-- Opening Marker --

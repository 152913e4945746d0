//! Offline evaluation of the dashboard callbacks.
//!
//! Loads the CSV, simulates a change of the site dropdown and prints the
//! layout plus every figure that change would refresh.

use anyhow::Context;
use serde_json::{json, Map, Value};
use spacex_charts::layout::{PAYLOAD_SLIDER, SITE_DROPDOWN};
use spacex_charts::{build_layout, CallbackRegistry, InputValue, PropRef};
use spacex_data::LaunchTable;
use std::path::Path;
use std::sync::Arc;

/// Evaluate the callbacks for one site and payload range and print the
/// result as pretty JSON.
pub fn run_inspect(data: &Path, site: &str, payload: Option<&[f64]>) -> anyhow::Result<()> {
    let report = inspect_report(data, site, payload)?;
    println!("{}", serde_json::to_string_pretty(&report)?);
    Ok(())
}

pub fn inspect_report(data: &Path, site: &str, payload: Option<&[f64]>) -> anyhow::Result<Value> {
    let table = LaunchTable::from_path(data)
        .with_context(|| format!("loading launch data from {}", data.display()))?;
    let table = Arc::new(table);
    let layout = build_layout(&table);
    let registry = CallbackRegistry::new(Arc::clone(&table));

    let range = match payload {
        Some([lo, hi]) => json!([lo, hi]),
        Some(other) => anyhow::bail!("expected two payload bounds, got {}", other.len()),
        None => json!(table.payload_bounds()),
    };
    let values = vec![
        InputValue {
            id: SITE_DROPDOWN.to_string(),
            property: "value".to_string(),
            value: json!(site),
        },
        InputValue {
            id: PAYLOAD_SLIDER.to_string(),
            property: "value".to_string(),
            value: range,
        },
    ];

    let mut figures = Map::new();
    for output in registry.outputs_for(&PropRef::new(SITE_DROPDOWN, "value")) {
        let rendered = registry.dispatch(output, &values)?;
        let mut entry = json!({ "figure": rendered.figure });
        if let Some(e) = rendered.error {
            log::warn!("inspect: {} degraded: {}", output, e);
            entry["error"] = json!(e.to_string());
        }
        figures.insert(output.to_string(), entry);
    }

    Ok(json!({
        "records": table.len(),
        "layout": layout,
        "dependencies": registry.dependencies(),
        "figures": figures,
    }))
}

#[cfg(test)]
mod tests {
    use super::*;
    use std::io::Write;

    fn launch_file() -> tempfile::NamedTempFile {
        let mut file = tempfile::NamedTempFile::new().unwrap();
        file.write_all(
            b"Launch Site,Payload Mass (kg),Booster Version Category,class\n\
              A,1000,FT,1\n\
              A,2000,FT,0\n\
              B,4000,B4,0\n",
        )
        .unwrap();
        file
    }

    #[test]
    fn report_contains_both_figures() {
        let file = launch_file();
        let report = inspect_report(file.path(), "All Sites", None).unwrap();
        assert_eq!(report["records"], 3);
        let figures = report["figures"].as_object().unwrap();
        assert!(figures.contains_key("success-pie-chart.figure"));
        assert!(figures.contains_key("success-payload-scatter-chart.figure"));
        assert_eq!(
            report["figures"]["success-pie-chart.figure"]["figure"]["data"][0]["values"],
            json!([1, 0])
        );
    }

    #[test]
    fn report_marks_degraded_figures() {
        let file = launch_file();
        let report = inspect_report(file.path(), "B", Some(&[0.0, 1000.0][..])).unwrap();
        let scatter = &report["figures"]["success-payload-scatter-chart.figure"];
        assert_eq!(scatter["figure"]["data"], json!([]));
        assert!(scatter["error"].is_string());
    }

    #[test]
    fn report_fails_on_missing_file() {
        let err = inspect_report(Path::new("no/such.csv"), "All Sites", None).unwrap_err();
        assert!(err.to_string().contains("no/such.csv"));
    }
}
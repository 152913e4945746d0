//! Dioxus RSX components for the dashboard page.

mod dash_graph;
mod dash_heading;
mod payload_range_slider;
mod site_selector;

pub use dash_graph::DashGraph;
pub use dash_heading::DashHeading;
pub use payload_range_slider::PayloadRangeSlider;
pub use site_selector::SiteSelector;
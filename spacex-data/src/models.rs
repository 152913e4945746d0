//! Record and selection types shared by the loader, layout and chart handlers.
//!
//! Column names in the serde attributes match the headers of
//! `spacex_launch_dash.csv` exactly.

use serde::{Deserialize, Serialize};
use std::fmt;

/// Dropdown value meaning "aggregate across every launch site".
pub const ALL_SITES: &str = "All Sites";

/// One launch attempt.
#[derive(Debug, Clone, Serialize, Deserialize, PartialEq)]
pub struct LaunchRecord {
    #[serde(rename = "Launch Site")]
    pub launch_site: String,
    /// Payload mass in kilograms.
    #[serde(rename = "Payload Mass (kg)")]
    pub payload_mass_kg: f64,
    #[serde(rename = "Booster Version Category")]
    pub booster_version_category: String,
    /// Outcome class: 1 = success, 0 = failure.
    #[serde(rename = "class")]
    pub class: u8,
    /// Full booster version (e.g. "F9 v1.1 B1011"), used as hover text.
    #[serde(rename = "Booster Version", default)]
    pub booster_version: Option<String>,
}

impl LaunchRecord {
    pub fn is_success(&self) -> bool {
        self.class == 1
    }
}

/// A closed payload interval `[lo, hi]` in kilograms.
///
/// Only constructible with finite bounds and `lo <= hi`. Serializes as a
/// two-element array, the shape a range slider value takes.
#[derive(Debug, Clone, Copy, PartialEq, Serialize)]
#[serde(into = "[f64; 2]")]
pub struct PayloadRange {
    lo: f64,
    hi: f64,
}

impl PayloadRange {
    pub fn new(lo: f64, hi: f64) -> Option<Self> {
        (lo.is_finite() && hi.is_finite() && lo <= hi).then_some(Self { lo, hi })
    }

    pub fn lo(&self) -> f64 {
        self.lo
    }

    pub fn hi(&self) -> f64 {
        self.hi
    }

    /// Inclusive on both ends.
    pub fn contains(&self, payload_mass_kg: f64) -> bool {
        self.lo <= payload_mass_kg && payload_mass_kg <= self.hi
    }
}

impl From<PayloadRange> for [f64; 2] {
    fn from(range: PayloadRange) -> Self {
        [range.lo, range.hi]
    }
}

impl fmt::Display for PayloadRange {
    fn fmt(&self, f: &mut fmt::Formatter<'_>) -> fmt::Result {
        write!(f, "[{}, {}] kg", self.lo, self.hi)
    }
}

/// The current launch-site dropdown value.
#[derive(Debug, Clone, PartialEq, Eq, Hash)]
pub enum SiteSelection {
    /// The "All Sites" sentinel
    AllSites,
    /// A concrete launch site name
    Site(String),
}

impl SiteSelection {
    /// Interpret a raw dropdown value; the sentinel string maps to `AllSites`.
    pub fn from_value(value: &str) -> Self {
        if value == ALL_SITES {
            SiteSelection::AllSites
        } else {
            SiteSelection::Site(value.to_string())
        }
    }

    pub fn as_str(&self) -> &str {
        match self {
            SiteSelection::AllSites => ALL_SITES,
            SiteSelection::Site(site) => site,
        }
    }

    /// True if a record from `launch_site` belongs to this selection.
    pub fn matches(&self, launch_site: &str) -> bool {
        match self {
            SiteSelection::AllSites => true,
            SiteSelection::Site(site) => site == launch_site,
        }
    }
}

impl fmt::Display for SiteSelection {
    fn fmt(&self, f: &mut fmt::Formatter<'_>) -> fmt::Result {
        f.write_str(self.as_str())
    }
}

/// Successful launch count for one site.
#[derive(Debug, Clone, Serialize, PartialEq)]
pub struct SiteSuccess {
    pub site: String,
    /// Sum of the outcome class over the site's rows.
    pub successes: u32,
}

/// Success and failure counts for one site.
#[derive(Debug, Clone, Copy, Default, Serialize, PartialEq)]
pub struct OutcomeCounts {
    pub success: u32,
    pub failure: u32,
}

impl OutcomeCounts {
    pub fn total(&self) -> u32 {
        self.success + self.failure
    }
}
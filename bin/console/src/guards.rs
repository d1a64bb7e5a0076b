//! Authentication extractor and rejection mapping for the HTTP shell.

use std::sync::Arc;

use axum::{
    extract::{FromRef, FromRequestParts},
    http::request::Parts,
    response::{IntoResponse, Redirect, Response},
};
use learnly_session::Identity;

use crate::{AppState, LOGIN_PATH};

/// Extractor for requiring an authenticated actor.
///
/// Re-derives the identity from durable storage on every request; nothing
/// is cached between requests, so a logout in another process is observed
/// on the next extraction.
pub struct CurrentIdentity(pub Identity);

impl<S> FromRequestParts<S> for CurrentIdentity
where
    Arc<AppState>: FromRef<S>,
    S: Send + Sync,
{
    type Rejection = GuardRejection;

    async fn from_request_parts(_parts: &mut Parts, state: &S) -> Result<Self, Self::Rejection> {
        let app_state = Arc::<AppState>::from_ref(state);
        match app_state.sessions.check_status().identity() {
            Some(identity) => Ok(CurrentIdentity(identity.clone())),
            None => Err(GuardRejection::NotAuthenticated),
        }
    }
}

/// Rejection type for the authentication extractor.
#[derive(Debug)]
pub enum GuardRejection {
    NotAuthenticated,
}

impl IntoResponse for GuardRejection {
    fn into_response(self) -> Response {
        match self {
            Self::NotAuthenticated => Redirect::to(LOGIN_PATH).into_response(),
        }
    }
}
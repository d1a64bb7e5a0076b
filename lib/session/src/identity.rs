//! The authenticated actor's identity.

use learnly_access::Role;
use learnly_core::{ActorId, AuthToken};
use serde::{Deserialize, Serialize};

/// The authenticated actor: id, display name, role, and bearer credential,
/// held together as one unit.
///
/// An identity either exists with all four fields or the actor is
/// unauthenticated; there is no partial identity. Construction happens only
/// after a successful credential or one-time-code exchange.
#[derive(Debug, Clone, PartialEq, Eq, Serialize, Deserialize)]
pub struct Identity {
    /// Opaque actor identifier assigned by the remote API.
    id: ActorId,
    /// Display name for profile headers.
    name: String,
    /// The actor's role in the console.
    role: Role,
    /// Bearer credential for API transport. Never parsed by the console.
    token: AuthToken,
}

impl Identity {
    /// Creates an identity from the four fields returned by the remote API.
    #[must_use]
    pub fn new(id: ActorId, name: String, role: Role, token: AuthToken) -> Self {
        Self {
            id,
            name,
            role,
            token,
        }
    }

    /// Returns the actor's ID.
    #[must_use]
    pub fn id(&self) -> &ActorId {
        &self.id
    }

    /// Returns the actor's display name.
    #[must_use]
    pub fn name(&self) -> &str {
        &self.name
    }

    /// Returns the actor's role.
    #[must_use]
    pub fn role(&self) -> Role {
        self.role
    }

    /// Returns the bearer credential.
    #[must_use]
    pub fn token(&self) -> &AuthToken {
        &self.token
    }
}
//! Durable key-value storage for the session namespace.
//!
//! The store holds four independently-keyed string values (`token`, `id`,
//! `role`, `name`) under one namespace. [`MemoryStore`] is the in-process
//! test double; [`FileStore`] persists the namespace as a single JSON
//! document on disk and re-reads it on every `get`, so a second console
//! process converges after its next read. A torn write surfaces as a parse
//! failure on the next read, which callers degrade to "unauthenticated".

use std::collections::{BTreeMap, HashMap};
use std::io::ErrorKind;
use std::path::{Path, PathBuf};
use std::sync::RwLock;

use crate::error::StoreError;

/// Storage key for the bearer credential.
pub const KEY_TOKEN: &str = "token";
/// Storage key for the actor ID.
pub const KEY_ID: &str = "id";
/// Storage key for the role tag.
pub const KEY_ROLE: &str = "role";
/// Storage key for the display name.
pub const KEY_NAME: &str = "name";

/// Durable key-value contract for the session namespace.
///
/// All operations are fallible; callers decide whether a failure is
/// propagated or degraded. `clear` wipes the entire namespace, not just the
/// identity keys.
pub trait SessionStore: Send + Sync {
    /// Reads a value, returning `None` when the key is absent.
    fn get(&self, key: &str) -> Result<Option<String>, StoreError>;

    /// Writes a value, overwriting any prior value for the key.
    fn set(&self, key: &str, value: &str) -> Result<(), StoreError>;

    /// Removes every key in the namespace. Absent state is not an error.
    fn clear(&self) -> Result<(), StoreError>;
}

impl<S: SessionStore + ?Sized> SessionStore for Box<S> {
    fn get(&self, key: &str) -> Result<Option<String>, StoreError> {
        (**self).get(key)
    }

    fn set(&self, key: &str, value: &str) -> Result<(), StoreError> {
        (**self).set(key, value)
    }

    fn clear(&self) -> Result<(), StoreError> {
        (**self).clear()
    }
}

/// In-memory store for tests and single-process use.
#[derive(Debug, Default)]
pub struct MemoryStore {
    values: RwLock<HashMap<String, String>>,
}

impl MemoryStore {
    /// Creates an empty in-memory store.
    #[must_use]
    pub fn new() -> Self {
        Self::default()
    }
}

impl SessionStore for MemoryStore {
    fn get(&self, key: &str) -> Result<Option<String>, StoreError> {
        // A poisoned lock still holds valid string data.
        let values = self
            .values
            .read()
            .unwrap_or_else(|poisoned| poisoned.into_inner());
        Ok(values.get(key).cloned())
    }

    fn set(&self, key: &str, value: &str) -> Result<(), StoreError> {
        let mut values = self
            .values
            .write()
            .unwrap_or_else(|poisoned| poisoned.into_inner());
        values.insert(key.to_string(), value.to_string());
        Ok(())
    }

    fn clear(&self) -> Result<(), StoreError> {
        let mut values = self
            .values
            .write()
            .unwrap_or_else(|poisoned| poisoned.into_inner());
        values.clear();
        Ok(())
    }
}

/// File-backed store: one JSON object per namespace.
///
/// Every `get` re-reads the file, so concurrent consoles sharing a path
/// observe each other's writes on their next read. `set` rewrites the whole
/// document; there is no multi-key transaction.
#[derive(Debug, Clone)]
pub struct FileStore {
    path: PathBuf,
}

impl FileStore {
    /// Creates a store backed by the given file path. The file is created
    /// lazily on first write.
    #[must_use]
    pub fn new(path: impl Into<PathBuf>) -> Self {
        Self { path: path.into() }
    }

    /// Returns the backing file path.
    #[must_use]
    pub fn path(&self) -> &Path {
        &self.path
    }

    fn read_all(&self) -> Result<BTreeMap<String, String>, StoreError> {
        let contents = match std::fs::read_to_string(&self.path) {
            Ok(contents) => contents,
            Err(err) if err.kind() == ErrorKind::NotFound => return Ok(BTreeMap::new()),
            Err(err) => {
                return Err(StoreError::Unavailable {
                    details: err.to_string(),
                });
            }
        };
        serde_json::from_str(&contents).map_err(|err| StoreError::Corrupt {
            details: err.to_string(),
        })
    }

    fn write_all(&self, values: &BTreeMap<String, String>) -> Result<(), StoreError> {
        let contents = serde_json::to_string(values).map_err(|err| StoreError::Corrupt {
            details: err.to_string(),
        })?;
        std::fs::write(&self.path, contents).map_err(|err| StoreError::Unavailable {
            details: err.to_string(),
        })
    }
}

impl SessionStore for FileStore {
    fn get(&self, key: &str) -> Result<Option<String>, StoreError> {
        Ok(self.read_all()?.get(key).cloned())
    }

    fn set(&self, key: &str, value: &str) -> Result<(), StoreError> {
        let mut values = self.read_all()?;
        values.insert(key.to_string(), value.to_string());
        self.write_all(&values)
    }

    fn clear(&self) -> Result<(), StoreError> {
        match std::fs::remove_file(&self.path) {
            Ok(()) => Ok(()),
            Err(err) if err.kind() == ErrorKind::NotFound => Ok(()),
            Err(err) => Err(StoreError::Unavailable {
                details: err.to_string(),
            }),
        }
    }
}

-- Closing Marker --

- What this task involves
Look above for the line with "and single-process use." and the line with "sharing a path"; transcribe both and all lines in between, exactly, and nothing else.

- Task output
/// In-memory store for tests and single-process use.
#[derive(Debug, Default)]
pub struct MemoryStore {
    values: RwLock<HashMap<String, String>>,
}

impl MemoryStore {
    /// Creates an empty in-memory store.
    #[must_use]
    pub fn new() -> Self {
        Self::default()
    }
}

impl SessionStore for MemoryStore {
    fn get(&self, key: &str) -> Result<Option<String>, StoreError> {
        // A poisoned lock still holds valid string data.
        let values = self
            .values
            .read()
            .unwrap_or_else(|poisoned| poisoned.into_inner());
        Ok(values.get(key).cloned())
    }

    fn set(&self, key: &str, value: &str) -> Result<(), StoreError> {
        let mut values = self
            .values
            .write()
            .unwrap_or_else(|poisoned| poisoned.into_inner());
        values.insert(key.to_string(), value.to_string());
        Ok(())
    }

    fn clear(&self) -> Result<(), StoreError> {
        let mut values = self
            .values
            .write()
            .unwrap_or_else(|poisoned| poisoned.into_inner());
        values.clear();
        Ok(())
    }
}

/// File-backed store: one JSON object per namespace.
///
/// Every `get` re-reads the file, so concurrent consoles sharing a path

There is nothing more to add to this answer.